_Your goal_. Needed from the data below: all lines that contain the word "WebRtcFactory".

_Stored items_.
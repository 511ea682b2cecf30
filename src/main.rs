use std::net::Ipv4Addr;
use std::path::PathBuf;
use std::sync::Arc;

use anyhow::Context;
use async_shutdown::ShutdownManager;
use chrono::Timelike;
use clap::Parser;
use env_logger::Env;
use ipaclinker::config::Config;
use ipaclinker::mapping::{MappingClient, MappingServer};
use ipaclinker::signal::server::SignalServer;
use ipaclinker_core::transport::TransportFactory;
use tokio::task::JoinHandle;

#[derive(Parser, Debug)]
#[command(version, about, long_about = None)]
struct Args {
    /// Config file. Defaults are used when it does not exist.
    #[arg(short, long, default_value = "ipaclinker.json")]
    config: PathBuf,
    /// Log at debug level whatever the config says.
    #[arg(short, long)]
    debug: bool,
}

#[tokio::main]
pub async fn main() -> anyhow::Result<()> {
    let Args { config, debug } = Args::parse();
    let config_path = config;
    let config = Config::load(&config_path)
        .with_context(|| format!("load config {}", config_path.display()))?;
    let level = if debug || config.debug { "debug" } else { "info" };
    env_logger::Builder::from_env(Env::default().default_filter_or(level)).init();
    if !config_path.exists() {
        log::warn!("config {} not found, using defaults", config_path.display());
    }

    let (tx, mut quit) = tokio::sync::mpsc::channel::<()>(1);
    ctrlc2::set_async_handler(async move {
        let _ = tx.send(()).await;
    })
    .await;

    let mut shutdowns: Vec<ShutdownManager<()>> = Vec::new();
    let mut tasks: Vec<JoinHandle<()>> = Vec::new();

    if config.signal.enable {
        let port = config.signal.port;
        let server = SignalServer::bind((Ipv4Addr::UNSPECIFIED, port))
            .await
            .with_context(|| format!("signal server cannot listen on port {port}"))?;
        shutdowns.push(server.shutdown_manager());
        tasks.push(tokio::spawn(async move {
            if let Err(e) = server.run().await {
                log::error!("signal server stopped e={e:?}");
            }
        }));
    }

    let servers = config.server_mappings()?;
    let clients = config.client_mappings()?;
    if !servers.is_empty() || !clients.is_empty() {
        let factory = transport(&config)?;
        for options in servers {
            let name = options.name.clone();
            let mapping = MappingServer::new(options, factory.clone());
            shutdowns.push(mapping.shutdown_manager());
            tasks.push(tokio::spawn(async move {
                if let Err(e) = mapping.run().await {
                    log::error!("[{name}] server mapping stopped: {e}");
                }
            }));
        }
        for options in clients {
            let name = options.name.clone();
            let mapping = MappingClient::new(options, factory.clone());
            shutdowns.push(mapping.shutdown_manager());
            tasks.push(tokio::spawn(async move {
                if let Err(e) = mapping.run().await {
                    log::error!("[{name}] client mapping stopped: {e}");
                }
            }));
        }
    }

    if tasks.is_empty() {
        log::info!("{}", ipaclinker::idle_message(chrono::Local::now().hour()));
        return Ok(());
    }

    let _ = quit.recv().await;
    log::info!("shutting down...");
    for shutdown_manager in shutdowns {
        _ = shutdown_manager.trigger_shutdown(());
    }
    for rs in futures::future::join_all(tasks).await {
        if let Err(e) = rs {
            log::warn!("task e={e:?}");
        }
    }
    Ok(())
}

#[cfg(feature = "webrtc")]
fn transport(config: &Config) -> anyhow::Result<Arc<dyn TransportFactory>> {
    use ipaclinker_core::transport::webrtc::WebRtcFactory;
    Ok(Arc::new(WebRtcFactory::new(config.ice_servers())))
}

#[cfg(not(feature = "webrtc"))]
fn transport(_config: &Config) -> anyhow::Result<Arc<dyn TransportFactory>> {
    anyhow::bail!("port mappings need a build with the `webrtc` feature")
}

_Output_.
    use ipaclinker_core::transport::webrtc::WebRtcFactory;
    Ok(Arc::new(WebRtcFactory::new(config.ice_servers())))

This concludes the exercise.